Pengolahan lahan gambut untuk tanaman pangan
Pemanfaatan lahan gambut untuk usaha pertanian, didahului dengan tindakan reklamasi, dilakukan dengan pembuatan saluran drainase untuk membuang air berlebih sehingga tercipta lingkungan tanah yang cocok untuk tanaman tertentu. Tetapi jika tidak terkontrol dengan baik lahan gambut bisa berakibat kekeringan (over drained) inilah awal dari kerusakan lahan gambut yang berakibat kekeringan besar pada lahan pertanian kering tersebut.
a. Ameliorasi
Ameliorasi ialah perlakuan lahan gambut yang bersifat masam sehingga tidak cocok untuk laham pertanian tetapi dengan ameliorasi atau menaikan pH dengan memperi bahan kapur atau abu bakar pada lahan akan menambah kestabilan tanah tersebut.
b. Teknik tata air
Masalah asam-asam organik beracun dapat ditanggulangi dengan membuat parit-parit drainase untuk membuang kelebihan air dan mengurangi kadar asam-asam organik. Ismunaji et al. (1991).

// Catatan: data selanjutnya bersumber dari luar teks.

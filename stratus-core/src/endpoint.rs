//! Endpoint identity for remote processes.

use std::net::SocketAddr;
use std::str::FromStr;

/// Error returned when parsing an endpoint from a string fails.
#[derive(Debug, Clone, PartialEq, Eq, thiserror::Error)]
#[error("invalid endpoint: {0}")]
pub struct EndpointParseError(pub String);

/// A host+port pair identifying a remote process.
///
/// Endpoints are immutable once created and serve as the key of the
/// connection cache and the health monitor.
///
/// ## Example
///
/// ```rust
/// use stratus_core::Endpoint;
///
/// let ep: Endpoint = "10.0.0.1:9000".parse().unwrap();
/// assert_eq!(ep.host(), "10.0.0.1");
/// assert_eq!(ep.port(), 9000);
/// assert_eq!(ep.to_string(), "10.0.0.1:9000");
/// ```
#[derive(Debug, Clone, PartialEq, Eq, Hash, PartialOrd, Ord)]
pub struct Endpoint {
    host: String,
    port: u16,
}

impl Endpoint {
    /// Create a new endpoint.
    #[must_use]
    pub fn new(host: impl Into<String>, port: u16) -> Self {
        Self {
            host: host.into(),
            port,
        }
    }

    /// Get the host portion.
    #[must_use]
    pub fn host(&self) -> &str {
        &self.host
    }

    /// Get the port portion.
    #[must_use]
    pub fn port(&self) -> u16 {
        self.port
    }

    /// Get the endpoint as a `(host, port)` pair suitable for
    /// `std::net::ToSocketAddrs`.
    #[must_use]
    pub fn addr(&self) -> (&str, u16) {
        (&self.host, self.port)
    }
}

impl std::fmt::Display for Endpoint {
    fn fmt(&self, f: &mut std::fmt::Formatter<'_>) -> std::fmt::Result {
        write!(f, "{}:{}", self.host, self.port)
    }
}

impl FromStr for Endpoint {
    type Err = EndpointParseError;

    fn from_str(s: &str) -> Result<Self, Self::Err> {
        let (host, port) = s
            .rsplit_once(':')
            .ok_or_else(|| EndpointParseError(s.to_string()))?;

        if host.is_empty() {
            return Err(EndpointParseError(s.to_string()));
        }

        let port = port
            .parse::<u16>()
            .map_err(|_| EndpointParseError(s.to_string()))?;

        Ok(Self::new(host, port))
    }
}

impl From<SocketAddr> for Endpoint {
    fn from(addr: SocketAddr) -> Self {
        Self::new(addr.ip().to_string(), addr.port())
    }
}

Denagan adanya aliran air air yang berada dalam tanah akan menuju ke parit yang membawa asam asam organik beracun tersebut yang di sebut proses pencucian dan parit akan dialirkan ke parit besar atau ke sungai.
BAB III. Penutup
A. Kesimpulan
Lahan gambut adalah ekosistem marginal dan fragile, sehingga dalam pemanfaatannya harus didasarkan atas penelitian dan perencanaan yang matang, baik dari segi teknis, sosial ekonomis maupun analisis dampak lingkungannya menurut (Sri Ratmini). Menurut penulis Dari sudut pandang ekonomis kita harus bisa menghitung untuk bisa mengelola lahan gambut karena perlu biaya yang cukup besar untuk pembukaan lahan. Karena jika lahan perkebunan yang luas otomatis kita menggunakan alat berat untuk pembukaan irigasinya. Kalau di tinjau dari segi teknis pengelolaan tidak sulit karena hanya berdasarkan mekanisasi pertanian.
B. Saran
Untuk saran penulis terhadap jurnal ini memang sangat bagus karena biar bagaimanapun lahan gambut yang sangat luas di indonesia bisa dijadikan lahan pertanain, tertapia ada banyak dampak negatif dari pembukaan lahan gambut terutama dari segi lingkungan lahan gambut yang terbuka akan memacu meningkatnya gas gas rumah kaca yang ada di udara, selain itu lahan gambut pada dasarnya seperti spon akan mampu menampung air sebanyak banyaknya tetapi ketika di buka tanah ini akan menyusut sehingga tidak mampu menampung air akibatnya bisa menyebankan terjadinya kebanjiran di daerah daerah yang rendah. Penulis berpendapat sebaiknya untuk lahan gambut dibiarkan tetap tidak di kelola untuk lahan pertanian biarkan saja bahan bahan organik tetap terendam supaya dekomposisi yang menlepaskan gas gas tersebut tidak terjadi secara cepat. Dan juga dari segi untuk lahan perkebunan seperti kelapa sawit, tanaman kelapa sawit tidak sekuat yang di daerah tanah mineral tanaman sawit di lahan gambut cenderung lebih cepat masa produksinya habis sebab tanaman mudah mati saat berbuah, tumbanh ketika mencapai ketinggian 5 meter karena dasar penahan tidak kuat.